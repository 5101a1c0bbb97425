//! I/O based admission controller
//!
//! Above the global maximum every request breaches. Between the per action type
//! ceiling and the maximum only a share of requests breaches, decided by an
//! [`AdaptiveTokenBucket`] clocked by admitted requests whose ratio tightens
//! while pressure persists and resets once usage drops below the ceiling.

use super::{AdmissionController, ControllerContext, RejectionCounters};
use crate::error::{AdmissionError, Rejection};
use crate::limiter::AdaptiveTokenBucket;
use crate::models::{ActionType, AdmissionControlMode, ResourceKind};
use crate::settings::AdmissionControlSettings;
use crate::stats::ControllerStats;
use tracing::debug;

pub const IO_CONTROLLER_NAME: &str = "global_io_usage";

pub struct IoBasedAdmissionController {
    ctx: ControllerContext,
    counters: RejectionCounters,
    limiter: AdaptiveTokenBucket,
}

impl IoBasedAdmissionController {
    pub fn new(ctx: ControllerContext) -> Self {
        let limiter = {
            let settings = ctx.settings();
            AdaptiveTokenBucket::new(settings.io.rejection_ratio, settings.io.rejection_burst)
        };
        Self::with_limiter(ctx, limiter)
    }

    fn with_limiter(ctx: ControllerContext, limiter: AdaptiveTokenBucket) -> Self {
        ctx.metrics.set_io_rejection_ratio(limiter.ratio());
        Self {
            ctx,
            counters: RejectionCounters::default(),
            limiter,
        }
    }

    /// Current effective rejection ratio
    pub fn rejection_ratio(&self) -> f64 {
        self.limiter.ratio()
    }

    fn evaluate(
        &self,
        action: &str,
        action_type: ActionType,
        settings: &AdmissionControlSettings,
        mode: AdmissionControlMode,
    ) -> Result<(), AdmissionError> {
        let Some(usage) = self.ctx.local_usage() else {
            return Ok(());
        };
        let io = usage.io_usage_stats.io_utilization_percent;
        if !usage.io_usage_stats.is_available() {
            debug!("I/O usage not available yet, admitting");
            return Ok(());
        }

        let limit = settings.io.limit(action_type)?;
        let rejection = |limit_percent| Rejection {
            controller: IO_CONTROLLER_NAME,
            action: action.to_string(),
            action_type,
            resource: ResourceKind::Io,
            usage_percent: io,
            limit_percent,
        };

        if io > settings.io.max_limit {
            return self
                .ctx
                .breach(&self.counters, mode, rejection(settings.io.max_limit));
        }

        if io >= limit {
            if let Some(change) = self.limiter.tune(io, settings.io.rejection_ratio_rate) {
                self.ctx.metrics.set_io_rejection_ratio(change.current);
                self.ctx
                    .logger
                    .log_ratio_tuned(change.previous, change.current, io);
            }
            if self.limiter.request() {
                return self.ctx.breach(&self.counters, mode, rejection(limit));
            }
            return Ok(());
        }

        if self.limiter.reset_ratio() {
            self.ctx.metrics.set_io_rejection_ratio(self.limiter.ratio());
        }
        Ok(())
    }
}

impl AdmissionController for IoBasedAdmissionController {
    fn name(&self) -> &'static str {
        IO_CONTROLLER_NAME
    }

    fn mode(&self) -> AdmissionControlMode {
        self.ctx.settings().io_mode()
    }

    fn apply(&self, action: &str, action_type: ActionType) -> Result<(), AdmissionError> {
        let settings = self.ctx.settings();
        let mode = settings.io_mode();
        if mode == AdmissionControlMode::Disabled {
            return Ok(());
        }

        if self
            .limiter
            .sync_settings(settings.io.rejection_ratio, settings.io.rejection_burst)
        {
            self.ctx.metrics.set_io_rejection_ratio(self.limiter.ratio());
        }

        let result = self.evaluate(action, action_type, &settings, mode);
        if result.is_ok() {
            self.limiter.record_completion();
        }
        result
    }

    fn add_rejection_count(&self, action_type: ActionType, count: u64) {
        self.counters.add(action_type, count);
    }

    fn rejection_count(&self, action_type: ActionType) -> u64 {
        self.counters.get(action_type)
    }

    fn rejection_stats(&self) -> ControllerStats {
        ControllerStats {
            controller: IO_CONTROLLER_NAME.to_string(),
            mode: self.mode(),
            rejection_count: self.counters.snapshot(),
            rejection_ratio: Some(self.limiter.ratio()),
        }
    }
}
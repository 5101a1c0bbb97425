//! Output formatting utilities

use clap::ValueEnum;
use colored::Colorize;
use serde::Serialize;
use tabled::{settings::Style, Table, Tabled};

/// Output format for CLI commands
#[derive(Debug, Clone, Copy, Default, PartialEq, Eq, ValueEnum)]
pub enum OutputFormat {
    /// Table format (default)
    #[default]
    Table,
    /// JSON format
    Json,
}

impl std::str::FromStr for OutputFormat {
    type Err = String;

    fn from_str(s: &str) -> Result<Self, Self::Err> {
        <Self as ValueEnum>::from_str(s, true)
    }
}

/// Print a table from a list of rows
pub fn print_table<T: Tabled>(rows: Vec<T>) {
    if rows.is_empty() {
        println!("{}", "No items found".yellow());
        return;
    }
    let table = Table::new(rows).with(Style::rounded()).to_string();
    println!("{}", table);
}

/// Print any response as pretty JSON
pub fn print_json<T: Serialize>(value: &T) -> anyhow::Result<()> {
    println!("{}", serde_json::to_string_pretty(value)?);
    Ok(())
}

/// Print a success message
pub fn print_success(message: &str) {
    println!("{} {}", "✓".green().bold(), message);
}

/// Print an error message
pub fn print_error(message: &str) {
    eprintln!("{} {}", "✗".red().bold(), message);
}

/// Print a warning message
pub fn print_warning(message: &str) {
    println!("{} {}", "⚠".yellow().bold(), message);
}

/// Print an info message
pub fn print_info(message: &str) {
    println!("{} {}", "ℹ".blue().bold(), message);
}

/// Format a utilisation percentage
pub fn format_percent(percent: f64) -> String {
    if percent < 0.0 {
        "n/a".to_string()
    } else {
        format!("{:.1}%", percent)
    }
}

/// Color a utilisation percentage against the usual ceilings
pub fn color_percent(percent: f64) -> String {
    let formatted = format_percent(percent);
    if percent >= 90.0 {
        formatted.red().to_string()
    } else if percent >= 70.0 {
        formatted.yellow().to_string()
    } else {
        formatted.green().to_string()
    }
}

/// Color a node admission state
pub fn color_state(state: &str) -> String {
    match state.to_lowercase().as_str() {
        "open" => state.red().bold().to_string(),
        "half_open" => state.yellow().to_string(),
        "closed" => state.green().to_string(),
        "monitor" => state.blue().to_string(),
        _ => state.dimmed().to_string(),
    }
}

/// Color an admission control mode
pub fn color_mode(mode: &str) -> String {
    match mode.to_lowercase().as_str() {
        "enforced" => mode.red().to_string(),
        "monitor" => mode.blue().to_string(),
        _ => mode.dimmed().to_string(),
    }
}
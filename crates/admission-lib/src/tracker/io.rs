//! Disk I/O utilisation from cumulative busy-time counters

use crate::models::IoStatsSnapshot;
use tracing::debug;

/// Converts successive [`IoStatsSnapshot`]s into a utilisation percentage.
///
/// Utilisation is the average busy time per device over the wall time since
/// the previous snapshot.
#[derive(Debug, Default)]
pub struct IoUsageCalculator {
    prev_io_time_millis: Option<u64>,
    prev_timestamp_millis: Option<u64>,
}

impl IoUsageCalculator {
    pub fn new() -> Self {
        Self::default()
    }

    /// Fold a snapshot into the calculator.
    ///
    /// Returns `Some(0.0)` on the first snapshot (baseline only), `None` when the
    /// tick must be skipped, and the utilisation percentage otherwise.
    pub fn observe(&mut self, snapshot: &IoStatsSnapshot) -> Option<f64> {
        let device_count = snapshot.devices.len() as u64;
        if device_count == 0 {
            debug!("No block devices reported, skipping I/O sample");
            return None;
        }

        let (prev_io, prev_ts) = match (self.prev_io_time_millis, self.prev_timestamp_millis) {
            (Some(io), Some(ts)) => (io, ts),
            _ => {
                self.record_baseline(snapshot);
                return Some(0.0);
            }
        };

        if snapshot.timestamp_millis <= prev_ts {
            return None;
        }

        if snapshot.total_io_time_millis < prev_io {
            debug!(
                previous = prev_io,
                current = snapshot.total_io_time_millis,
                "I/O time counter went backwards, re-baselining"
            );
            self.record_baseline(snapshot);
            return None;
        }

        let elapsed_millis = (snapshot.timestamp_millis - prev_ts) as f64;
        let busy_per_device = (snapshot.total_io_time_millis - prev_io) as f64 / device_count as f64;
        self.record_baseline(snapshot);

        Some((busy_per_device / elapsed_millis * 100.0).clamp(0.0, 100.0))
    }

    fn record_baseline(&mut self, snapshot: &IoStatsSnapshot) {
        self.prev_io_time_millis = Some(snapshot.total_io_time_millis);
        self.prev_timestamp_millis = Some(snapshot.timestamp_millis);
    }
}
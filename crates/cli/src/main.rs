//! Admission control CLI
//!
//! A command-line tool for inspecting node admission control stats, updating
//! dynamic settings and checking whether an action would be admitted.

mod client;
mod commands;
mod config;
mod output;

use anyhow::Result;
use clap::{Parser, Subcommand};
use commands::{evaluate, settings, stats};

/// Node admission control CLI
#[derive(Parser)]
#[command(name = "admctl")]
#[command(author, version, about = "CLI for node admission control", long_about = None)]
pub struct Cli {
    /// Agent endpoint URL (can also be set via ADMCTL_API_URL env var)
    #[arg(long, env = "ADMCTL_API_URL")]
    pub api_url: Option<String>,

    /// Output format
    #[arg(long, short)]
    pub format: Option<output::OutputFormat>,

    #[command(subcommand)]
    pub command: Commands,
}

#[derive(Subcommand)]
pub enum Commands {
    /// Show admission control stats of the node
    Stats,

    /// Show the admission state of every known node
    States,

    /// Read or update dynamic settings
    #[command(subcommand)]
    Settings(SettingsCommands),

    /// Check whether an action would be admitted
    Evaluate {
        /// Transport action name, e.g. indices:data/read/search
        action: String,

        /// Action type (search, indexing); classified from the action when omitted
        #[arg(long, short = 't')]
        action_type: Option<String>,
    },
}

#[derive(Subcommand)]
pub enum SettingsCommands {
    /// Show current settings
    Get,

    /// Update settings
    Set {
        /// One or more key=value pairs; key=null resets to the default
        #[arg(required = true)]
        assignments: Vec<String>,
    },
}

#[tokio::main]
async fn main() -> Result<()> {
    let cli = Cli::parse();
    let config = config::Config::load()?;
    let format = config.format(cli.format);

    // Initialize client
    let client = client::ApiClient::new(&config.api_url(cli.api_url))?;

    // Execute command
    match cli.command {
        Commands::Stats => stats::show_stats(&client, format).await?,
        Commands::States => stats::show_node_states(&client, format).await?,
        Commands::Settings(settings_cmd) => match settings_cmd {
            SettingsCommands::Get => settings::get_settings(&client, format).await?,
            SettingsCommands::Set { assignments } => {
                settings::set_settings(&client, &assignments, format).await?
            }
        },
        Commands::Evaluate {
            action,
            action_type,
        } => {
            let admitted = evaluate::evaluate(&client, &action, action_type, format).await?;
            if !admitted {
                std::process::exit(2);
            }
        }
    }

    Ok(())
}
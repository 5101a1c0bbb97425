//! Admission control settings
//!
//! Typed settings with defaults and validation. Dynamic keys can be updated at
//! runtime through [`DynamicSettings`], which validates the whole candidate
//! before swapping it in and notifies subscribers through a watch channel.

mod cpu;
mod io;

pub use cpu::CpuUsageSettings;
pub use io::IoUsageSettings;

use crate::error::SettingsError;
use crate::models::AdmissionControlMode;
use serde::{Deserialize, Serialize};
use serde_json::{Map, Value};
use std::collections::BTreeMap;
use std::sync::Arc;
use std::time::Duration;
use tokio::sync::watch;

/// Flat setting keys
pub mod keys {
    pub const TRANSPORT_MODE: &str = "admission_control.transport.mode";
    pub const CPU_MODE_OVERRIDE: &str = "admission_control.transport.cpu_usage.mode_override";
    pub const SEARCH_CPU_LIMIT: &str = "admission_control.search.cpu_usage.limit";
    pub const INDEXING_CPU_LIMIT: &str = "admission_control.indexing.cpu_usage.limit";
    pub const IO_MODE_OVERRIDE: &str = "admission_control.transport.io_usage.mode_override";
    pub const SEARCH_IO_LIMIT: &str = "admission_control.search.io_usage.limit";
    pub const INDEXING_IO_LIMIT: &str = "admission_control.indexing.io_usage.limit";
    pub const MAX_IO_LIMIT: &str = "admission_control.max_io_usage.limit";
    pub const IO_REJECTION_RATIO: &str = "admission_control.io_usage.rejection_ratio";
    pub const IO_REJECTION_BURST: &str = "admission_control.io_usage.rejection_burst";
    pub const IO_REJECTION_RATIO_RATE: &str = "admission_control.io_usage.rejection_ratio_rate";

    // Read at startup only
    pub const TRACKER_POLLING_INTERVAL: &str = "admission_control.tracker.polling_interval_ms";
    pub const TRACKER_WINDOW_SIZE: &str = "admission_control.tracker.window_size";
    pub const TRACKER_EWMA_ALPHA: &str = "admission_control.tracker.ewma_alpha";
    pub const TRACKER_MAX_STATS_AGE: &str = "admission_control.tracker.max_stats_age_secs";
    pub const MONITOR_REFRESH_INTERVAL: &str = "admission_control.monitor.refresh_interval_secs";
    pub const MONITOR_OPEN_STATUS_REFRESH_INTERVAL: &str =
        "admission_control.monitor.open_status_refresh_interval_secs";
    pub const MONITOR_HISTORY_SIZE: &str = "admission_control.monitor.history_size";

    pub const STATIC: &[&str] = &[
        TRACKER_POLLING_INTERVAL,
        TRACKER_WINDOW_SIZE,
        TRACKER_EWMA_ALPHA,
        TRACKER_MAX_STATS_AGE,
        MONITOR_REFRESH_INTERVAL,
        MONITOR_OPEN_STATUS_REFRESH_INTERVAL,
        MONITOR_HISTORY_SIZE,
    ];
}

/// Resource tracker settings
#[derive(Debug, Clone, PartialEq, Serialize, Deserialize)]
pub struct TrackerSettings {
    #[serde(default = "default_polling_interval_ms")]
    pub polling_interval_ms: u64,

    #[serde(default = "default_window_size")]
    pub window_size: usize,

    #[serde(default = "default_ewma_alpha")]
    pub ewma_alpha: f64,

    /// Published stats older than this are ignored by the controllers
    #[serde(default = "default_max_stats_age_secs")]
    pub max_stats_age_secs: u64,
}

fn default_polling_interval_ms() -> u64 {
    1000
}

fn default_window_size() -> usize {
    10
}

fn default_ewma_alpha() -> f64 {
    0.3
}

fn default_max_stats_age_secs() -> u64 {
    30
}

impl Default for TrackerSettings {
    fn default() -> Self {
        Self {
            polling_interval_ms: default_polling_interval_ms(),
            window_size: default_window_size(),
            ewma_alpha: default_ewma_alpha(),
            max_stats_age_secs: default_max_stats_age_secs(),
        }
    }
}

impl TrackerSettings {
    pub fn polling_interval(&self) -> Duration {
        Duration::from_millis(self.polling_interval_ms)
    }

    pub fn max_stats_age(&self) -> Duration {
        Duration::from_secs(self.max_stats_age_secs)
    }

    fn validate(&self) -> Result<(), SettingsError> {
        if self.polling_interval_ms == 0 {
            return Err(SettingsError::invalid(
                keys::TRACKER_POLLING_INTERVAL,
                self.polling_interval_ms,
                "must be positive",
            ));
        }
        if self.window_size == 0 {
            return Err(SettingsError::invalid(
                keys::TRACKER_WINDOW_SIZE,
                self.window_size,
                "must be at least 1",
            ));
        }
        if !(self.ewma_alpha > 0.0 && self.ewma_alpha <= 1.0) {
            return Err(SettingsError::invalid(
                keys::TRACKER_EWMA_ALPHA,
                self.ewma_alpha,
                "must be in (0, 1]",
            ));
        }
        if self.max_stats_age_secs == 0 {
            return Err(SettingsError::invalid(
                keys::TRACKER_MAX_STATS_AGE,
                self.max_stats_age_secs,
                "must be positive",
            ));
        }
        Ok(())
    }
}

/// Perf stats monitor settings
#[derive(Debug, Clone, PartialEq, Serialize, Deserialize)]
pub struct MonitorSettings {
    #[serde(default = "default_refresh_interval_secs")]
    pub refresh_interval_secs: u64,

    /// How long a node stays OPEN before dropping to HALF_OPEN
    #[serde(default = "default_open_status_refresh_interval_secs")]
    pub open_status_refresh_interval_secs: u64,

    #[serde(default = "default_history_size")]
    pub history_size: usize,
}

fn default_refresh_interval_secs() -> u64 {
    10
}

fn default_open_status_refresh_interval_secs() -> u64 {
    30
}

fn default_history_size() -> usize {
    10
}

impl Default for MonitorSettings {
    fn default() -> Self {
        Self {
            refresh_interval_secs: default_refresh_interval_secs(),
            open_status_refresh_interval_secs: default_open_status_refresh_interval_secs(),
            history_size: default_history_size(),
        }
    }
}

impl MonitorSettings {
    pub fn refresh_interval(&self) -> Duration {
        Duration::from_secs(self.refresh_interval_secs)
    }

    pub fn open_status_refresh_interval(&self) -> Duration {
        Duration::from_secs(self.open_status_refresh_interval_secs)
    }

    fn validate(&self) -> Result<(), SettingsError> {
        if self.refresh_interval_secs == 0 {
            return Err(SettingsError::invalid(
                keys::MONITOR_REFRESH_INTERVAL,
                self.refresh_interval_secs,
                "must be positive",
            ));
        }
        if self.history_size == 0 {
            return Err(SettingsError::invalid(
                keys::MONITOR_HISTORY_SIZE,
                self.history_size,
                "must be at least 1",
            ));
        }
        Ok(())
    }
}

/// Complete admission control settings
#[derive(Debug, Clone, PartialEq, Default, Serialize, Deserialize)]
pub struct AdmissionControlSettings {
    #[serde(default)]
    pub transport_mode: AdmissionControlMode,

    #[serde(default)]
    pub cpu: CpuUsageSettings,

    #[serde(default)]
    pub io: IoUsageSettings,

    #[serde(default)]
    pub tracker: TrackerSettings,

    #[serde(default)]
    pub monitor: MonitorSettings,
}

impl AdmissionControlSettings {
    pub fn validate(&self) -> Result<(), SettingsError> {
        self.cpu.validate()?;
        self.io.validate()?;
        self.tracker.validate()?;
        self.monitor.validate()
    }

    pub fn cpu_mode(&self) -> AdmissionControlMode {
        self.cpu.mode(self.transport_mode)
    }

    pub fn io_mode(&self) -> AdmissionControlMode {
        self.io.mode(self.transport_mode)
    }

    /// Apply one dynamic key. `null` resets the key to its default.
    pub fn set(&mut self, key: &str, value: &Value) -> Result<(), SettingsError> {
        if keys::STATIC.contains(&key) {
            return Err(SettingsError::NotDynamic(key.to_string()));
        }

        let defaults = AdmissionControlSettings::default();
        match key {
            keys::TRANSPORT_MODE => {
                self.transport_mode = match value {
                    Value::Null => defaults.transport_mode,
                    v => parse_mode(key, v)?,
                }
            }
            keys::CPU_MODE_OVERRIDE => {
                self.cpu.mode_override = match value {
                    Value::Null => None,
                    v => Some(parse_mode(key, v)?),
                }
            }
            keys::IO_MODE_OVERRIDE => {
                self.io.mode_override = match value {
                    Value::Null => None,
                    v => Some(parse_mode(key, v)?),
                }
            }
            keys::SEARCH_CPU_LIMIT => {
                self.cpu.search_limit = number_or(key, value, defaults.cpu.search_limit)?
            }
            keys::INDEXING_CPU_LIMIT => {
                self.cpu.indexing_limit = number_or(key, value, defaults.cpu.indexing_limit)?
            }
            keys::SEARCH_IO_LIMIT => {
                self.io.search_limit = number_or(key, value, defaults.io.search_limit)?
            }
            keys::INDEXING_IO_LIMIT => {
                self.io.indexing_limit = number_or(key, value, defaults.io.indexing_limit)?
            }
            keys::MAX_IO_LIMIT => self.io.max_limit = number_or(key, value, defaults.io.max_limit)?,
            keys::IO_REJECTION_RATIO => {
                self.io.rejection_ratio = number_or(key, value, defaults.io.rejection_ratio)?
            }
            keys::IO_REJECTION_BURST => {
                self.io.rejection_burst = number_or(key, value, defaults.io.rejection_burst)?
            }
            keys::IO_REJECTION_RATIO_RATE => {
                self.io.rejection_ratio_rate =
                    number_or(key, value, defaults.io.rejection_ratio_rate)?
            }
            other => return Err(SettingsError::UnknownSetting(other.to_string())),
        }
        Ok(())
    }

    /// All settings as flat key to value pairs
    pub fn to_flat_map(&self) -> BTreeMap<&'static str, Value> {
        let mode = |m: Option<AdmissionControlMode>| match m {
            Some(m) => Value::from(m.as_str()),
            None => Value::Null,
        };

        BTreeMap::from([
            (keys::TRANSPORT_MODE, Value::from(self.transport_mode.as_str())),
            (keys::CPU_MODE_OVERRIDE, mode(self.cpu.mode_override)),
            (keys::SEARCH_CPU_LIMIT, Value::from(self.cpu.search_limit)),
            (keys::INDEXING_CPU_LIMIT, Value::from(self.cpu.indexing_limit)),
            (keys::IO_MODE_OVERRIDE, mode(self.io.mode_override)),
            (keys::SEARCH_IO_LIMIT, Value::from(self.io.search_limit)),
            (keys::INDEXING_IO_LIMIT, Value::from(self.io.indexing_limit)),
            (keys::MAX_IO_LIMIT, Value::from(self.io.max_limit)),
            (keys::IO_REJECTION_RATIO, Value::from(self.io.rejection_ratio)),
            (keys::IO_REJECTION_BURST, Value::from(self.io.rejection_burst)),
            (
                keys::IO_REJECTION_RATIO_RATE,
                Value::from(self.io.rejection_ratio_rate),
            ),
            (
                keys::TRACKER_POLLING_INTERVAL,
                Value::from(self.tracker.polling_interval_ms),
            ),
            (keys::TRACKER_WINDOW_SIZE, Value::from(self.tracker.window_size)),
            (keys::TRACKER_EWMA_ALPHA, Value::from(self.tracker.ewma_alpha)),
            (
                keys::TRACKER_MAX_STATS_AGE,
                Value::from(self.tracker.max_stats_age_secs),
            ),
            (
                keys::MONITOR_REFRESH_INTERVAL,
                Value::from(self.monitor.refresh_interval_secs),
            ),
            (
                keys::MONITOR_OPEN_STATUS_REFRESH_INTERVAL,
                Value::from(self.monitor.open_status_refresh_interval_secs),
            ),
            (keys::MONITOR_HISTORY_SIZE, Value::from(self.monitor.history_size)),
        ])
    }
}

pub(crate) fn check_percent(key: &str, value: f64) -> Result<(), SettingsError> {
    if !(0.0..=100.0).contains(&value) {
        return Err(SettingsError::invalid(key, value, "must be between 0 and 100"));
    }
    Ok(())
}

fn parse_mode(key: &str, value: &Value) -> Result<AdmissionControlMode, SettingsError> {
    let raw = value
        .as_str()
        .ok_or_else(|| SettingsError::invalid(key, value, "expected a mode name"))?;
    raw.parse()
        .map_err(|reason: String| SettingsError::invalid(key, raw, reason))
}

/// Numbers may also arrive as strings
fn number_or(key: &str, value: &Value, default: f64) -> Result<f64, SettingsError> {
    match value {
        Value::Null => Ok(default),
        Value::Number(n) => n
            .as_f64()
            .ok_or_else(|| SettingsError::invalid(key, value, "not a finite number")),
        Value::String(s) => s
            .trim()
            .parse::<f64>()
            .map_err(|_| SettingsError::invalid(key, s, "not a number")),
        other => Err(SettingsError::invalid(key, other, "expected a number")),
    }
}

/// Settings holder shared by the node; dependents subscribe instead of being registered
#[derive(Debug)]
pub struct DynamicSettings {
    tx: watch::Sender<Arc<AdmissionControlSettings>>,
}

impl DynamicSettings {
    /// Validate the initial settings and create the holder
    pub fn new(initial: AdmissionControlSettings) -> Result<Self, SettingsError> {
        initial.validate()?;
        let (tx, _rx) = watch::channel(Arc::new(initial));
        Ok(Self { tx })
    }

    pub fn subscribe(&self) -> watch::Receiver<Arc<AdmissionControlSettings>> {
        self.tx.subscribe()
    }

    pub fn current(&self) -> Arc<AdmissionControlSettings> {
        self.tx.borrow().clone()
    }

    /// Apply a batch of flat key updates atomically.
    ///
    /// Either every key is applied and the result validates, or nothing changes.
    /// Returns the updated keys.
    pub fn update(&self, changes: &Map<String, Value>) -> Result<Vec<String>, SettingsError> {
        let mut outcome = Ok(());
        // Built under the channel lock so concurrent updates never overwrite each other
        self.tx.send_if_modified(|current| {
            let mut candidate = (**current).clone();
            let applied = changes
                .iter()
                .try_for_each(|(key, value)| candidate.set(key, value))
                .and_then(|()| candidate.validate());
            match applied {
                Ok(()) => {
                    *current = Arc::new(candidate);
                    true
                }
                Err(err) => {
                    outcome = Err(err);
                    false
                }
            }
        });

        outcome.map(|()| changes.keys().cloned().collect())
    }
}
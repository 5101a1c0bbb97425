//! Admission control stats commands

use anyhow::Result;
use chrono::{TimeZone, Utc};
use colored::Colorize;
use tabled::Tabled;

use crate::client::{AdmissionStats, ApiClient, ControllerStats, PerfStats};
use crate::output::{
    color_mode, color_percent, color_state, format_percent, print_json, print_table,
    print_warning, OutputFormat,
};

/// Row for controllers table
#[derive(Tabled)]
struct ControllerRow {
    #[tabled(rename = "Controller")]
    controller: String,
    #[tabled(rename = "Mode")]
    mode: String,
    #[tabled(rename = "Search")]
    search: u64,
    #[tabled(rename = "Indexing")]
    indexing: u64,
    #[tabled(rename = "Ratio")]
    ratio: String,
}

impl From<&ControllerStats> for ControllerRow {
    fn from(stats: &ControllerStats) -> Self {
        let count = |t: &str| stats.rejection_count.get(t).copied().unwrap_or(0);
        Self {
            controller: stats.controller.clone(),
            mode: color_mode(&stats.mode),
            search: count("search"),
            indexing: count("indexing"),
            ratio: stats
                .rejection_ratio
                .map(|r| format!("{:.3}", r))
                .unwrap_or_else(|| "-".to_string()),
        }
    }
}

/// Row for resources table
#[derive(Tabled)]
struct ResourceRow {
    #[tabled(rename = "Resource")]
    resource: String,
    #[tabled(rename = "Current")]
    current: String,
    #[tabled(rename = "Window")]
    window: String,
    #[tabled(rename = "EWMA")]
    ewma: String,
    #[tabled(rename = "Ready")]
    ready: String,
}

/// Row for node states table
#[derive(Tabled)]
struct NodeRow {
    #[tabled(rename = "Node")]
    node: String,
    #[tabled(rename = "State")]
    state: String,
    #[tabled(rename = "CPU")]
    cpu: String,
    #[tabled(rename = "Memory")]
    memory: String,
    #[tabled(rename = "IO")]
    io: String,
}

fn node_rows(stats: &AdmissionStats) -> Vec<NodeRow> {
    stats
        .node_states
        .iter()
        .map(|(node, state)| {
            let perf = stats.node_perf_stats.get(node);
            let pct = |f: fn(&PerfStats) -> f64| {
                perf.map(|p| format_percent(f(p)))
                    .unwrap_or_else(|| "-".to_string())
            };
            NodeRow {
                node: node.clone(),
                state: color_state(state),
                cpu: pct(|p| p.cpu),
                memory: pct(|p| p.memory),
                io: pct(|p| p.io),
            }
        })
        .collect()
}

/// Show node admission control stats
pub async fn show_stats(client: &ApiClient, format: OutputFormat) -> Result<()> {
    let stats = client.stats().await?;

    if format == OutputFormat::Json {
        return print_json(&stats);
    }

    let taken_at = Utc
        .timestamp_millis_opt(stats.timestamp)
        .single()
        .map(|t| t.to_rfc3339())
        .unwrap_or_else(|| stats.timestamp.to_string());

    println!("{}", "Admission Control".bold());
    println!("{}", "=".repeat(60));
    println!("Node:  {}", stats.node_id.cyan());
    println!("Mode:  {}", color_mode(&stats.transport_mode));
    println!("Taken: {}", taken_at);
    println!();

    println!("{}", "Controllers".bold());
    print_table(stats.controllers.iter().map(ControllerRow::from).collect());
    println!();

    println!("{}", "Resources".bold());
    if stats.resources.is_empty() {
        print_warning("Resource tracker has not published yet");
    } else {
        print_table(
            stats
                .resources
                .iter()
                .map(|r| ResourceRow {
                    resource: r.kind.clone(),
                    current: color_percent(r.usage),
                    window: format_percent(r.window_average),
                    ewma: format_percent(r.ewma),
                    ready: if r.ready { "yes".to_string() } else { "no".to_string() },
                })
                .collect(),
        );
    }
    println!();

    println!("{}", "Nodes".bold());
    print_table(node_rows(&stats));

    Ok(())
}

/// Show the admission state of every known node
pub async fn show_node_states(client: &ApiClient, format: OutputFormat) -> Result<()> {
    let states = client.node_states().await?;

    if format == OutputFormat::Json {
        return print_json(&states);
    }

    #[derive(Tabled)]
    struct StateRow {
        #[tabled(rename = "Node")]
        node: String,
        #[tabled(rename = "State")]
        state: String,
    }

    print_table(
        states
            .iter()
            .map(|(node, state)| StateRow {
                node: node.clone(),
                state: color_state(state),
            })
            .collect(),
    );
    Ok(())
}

* _Problem statement_
All lines above that include the word "CpuUsageSettings" should be located and copied.

* _The answer_
pub use cpu::CpuUsageSettings;
    pub cpu: CpuUsageSettings,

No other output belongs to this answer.